A narrow patio in front of Tepeyac Community Health Center strained to hold a crowd on a gloomy Thursday morning in north Denver.
At the center of the gathering sat actress and activist Jane Fonda. After two previous visits focused on environmental struggles in north Denver, the 88-year-old returned to learn how the community is confronting a massive data center towering over the clinic.
CoreSite, a Denver-based data center developer, is behind the new project. Once complete, the campus known as DE3 will rely on 14 backup diesel generators, ready to flip on less than a block from the low-income health clinic, plus a park, recreation center, an affordable apartment complex and an upcoming senior living center.
The project’s scale was clear as Fonda spent an hour and a half listening to a series of short speeches. After more than a year of construction, CoreSite has affixed a gigantic sign with its name on the 600,000-square-foot building in the heart of Elyria-Swansea, a largely Latino neighborhood already surrounded by major air pollution sources such as Interstate 70 and the Suncor refinery.
Harmony Cummings, a local activist with the Green House Connection Center, an education nonprofit, arranged the program to highlight recent wins in the push against the project. She said the work shows that “the society that the richest, most unethical tech assholes are trying to push upon us is not inevitable.”

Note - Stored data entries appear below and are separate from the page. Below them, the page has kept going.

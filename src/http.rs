//! HTTP 辅助工具：错误格式统一的提取器、CORS、安全头与客户端 IP。

use axum::body::Body as AxumBody;
use axum::extract::FromRequest;
use axum::extract::FromRequestParts;
use axum::http::{HeaderMap, HeaderValue, Request, StatusCode};
use axum::{middleware, response::Response};
use std::net::IpAddr;
use tower_http::cors::{AllowOrigin, Any, CorsLayer};
use tracing::warn;

use crate::error::ApiError;

/// JSON 请求体提取器，解析失败时返回统一的 `BAD_REQUEST` 错误体。
#[derive(Debug, FromRequest)]
#[from_request(via(axum::Json), rejection(ApiError))]
pub struct ApiJson<T>(pub T);

/// 查询参数提取器，解析失败时返回统一的 `BAD_REQUEST` 错误体。
#[derive(Debug, FromRequestParts)]
#[from_request(via(axum::extract::Query), rejection(ApiError))]
pub struct ApiQuery<T>(pub T);

/// 构建 CORS Layer（支持逗号分隔的来源列表）。
pub fn build_cors_layer(cors_origins: Option<&str>) -> Option<CorsLayer> {
    let origins = cors_origins?
        .split(',')
        .map(|origin| origin.trim())
        .filter(|origin| !origin.is_empty())
        .filter_map(|origin| match HeaderValue::from_str(origin) {
            Ok(value) => Some(value),
            Err(_) => {
                warn!(origin, "invalid cors origin");
                None
            }
        })
        .collect::<Vec<_>>();

    if origins.is_empty() {
        return None;
    }

    Some(
        CorsLayer::new()
            .allow_origin(AllowOrigin::list(origins))
            .allow_methods(Any)
            .allow_headers(Any),
    )
}

/// 从 `x-forwarded-for` 解析客户端 IP。
pub fn extract_forwarded_ip(headers: &HeaderMap) -> Option<IpAddr> {
    headers
        .get("x-forwarded-for")
        .and_then(|value| value.to_str().ok())
        .and_then(|value| value.split(',').next())
        .map(str::trim)
        .filter(|value| !value.is_empty())
        .and_then(|value| value.parse::<IpAddr>().ok())
}

/// 综合转发头与连接信息计算客户端 IP。
pub fn resolve_client_ip(headers: &HeaderMap, connect_ip: Option<IpAddr>) -> Option<IpAddr> {
    extract_forwarded_ip(headers).or(connect_ip)
}

/// 添加基础安全响应头。
pub async fn add_security_headers(
    request: Request<AxumBody>,
    next: middleware::Next,
) -> Result<Response, StatusCode> {
    let mut response = next.run(request).await;
    let headers = response.headers_mut();
    headers.insert(
        axum::http::header::X_FRAME_OPTIONS,
        HeaderValue::from_static("DENY"),
    );
    headers.insert(
        axum::http::header::X_CONTENT_TYPE_OPTIONS,
        HeaderValue::from_static("nosniff"),
    );
    headers.insert(
        axum::http::header::CACHE_CONTROL,
        HeaderValue::from_static("no-store"),
    );
    Ok(response)
}

#[cfg(test)]
mod tests {
    use super::*;
    use std::net::Ipv4Addr;

    #[test]
    fn forwarded_ip_takes_first_hop() {
        let mut headers = HeaderMap::new();
        headers.insert(
            "x-forwarded-for",
            HeaderValue::from_static("10.0.0.7, 192.168.1.1"),
        );
        let fallback = Some(IpAddr::V4(Ipv4Addr::LOCALHOST));
        assert_eq!(
            resolve_client_ip(&headers, fallback),
            Some(IpAddr::V4(Ipv4Addr::new(10, 0, 0, 7)))
        );
        assert_eq!(resolve_client_ip(&HeaderMap::new(), fallback), fallback);
    }

    #[test]
    fn cors_layer_requires_a_valid_origin() {
        assert!(build_cors_layer(None).is_none());
        assert!(build_cors_layer(Some(" , ")).is_none());
        assert!(build_cors_layer(Some("https://app.example.com")).is_some());
    }
}
fn main() {
    shadow_rs::ShadowBuilder::builder()
        .build()
        .expect("failed to generate build metadata");
}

That opposition movement gained its footing months after construction began in early 2025.
Since then, residents and organizers have pushed the company to abandon its plans to build two additional data centers on the same property. Community groups are also preparing to enter negotiations over an agreement they hope will force the company to curb its expected air pollution and water usage.
That work has already notched one major win: In May, the Denver City Council voted unanimously to impose a one-year moratorium on new data center development. The decision means CoreSite can’t proceed with its expansion plans until city leaders hammer out new regulations for the hulking facilities behind the AI boom.
“We're putting together a working group to look at all the issues concerned to see if we can welcome additional data centers to Denver,” said Councilperson Paul Kashmann at the listening session. “If we can, what type of regulations would have to be in place to make that happen?”

Organizers, however, aren’t ready to declare victory. Robin Reichhardt, a co-founder of the GES Coalition, a leading neighborhood opposition group, said a moratorium is purely symbolic. Over the next few months, he’s hopeful Denver will limit future data centers — and CoreSite will agree to make major changes at its nearly finished facility.
“That means that there needs to be a real conversation about those diesel generators. It is unacceptable to put that much pollution back in one of the most polluted ZIP codes in the country,” Reichhardt said.
Others went further with their demands. Gil Herrera, a longtime north Denver resident who relies on supplemental oxygen, was forced to leave his original home to make room for the recent expansion of Interstate 70. Beyond a local moratorium, he said Colorado should simply ban all future data centers.
“We still got lives in us,” Herrera said. “We want to see our grandchildren, our great-grandchildren, and not be a part of this destruction.”

Fonda listened — and called for a more considered approach.
The calls for an outright ban won cheers from the crowd, but some in attendance explained their efforts to impose strict rules statewide.
In the last legislative session, State Sen. Cathy Kipp, a Democrat representing Fort Collins, sponsored a data center regulation backed by environmental groups. If passed, it would have required the tech companies to purchase renewable energy for electricity-hungry data centers, install water-efficient cooling, and provide greater transparency to local communities.

The push failed amid opposition from data center lobbyists and labor groups in May, but Kipp said she’s already working on a revision. Her main goal is to find a compromise that protects residents against rising energy costs and prepares for the possibility that the “financial house of cards” behind the data centers could collapse in the near future.
Fonda seemed to endorse the general approach in a concluding speech. Rather than stopping the construction boom, she called on residents to push for tough regulations to ensure data centers use clean energy resources.
“We will not be able to put AI back in the bottle. AI is here, and it's going to stay here. What we have to do is be sure that it's regulated,” Fonda said.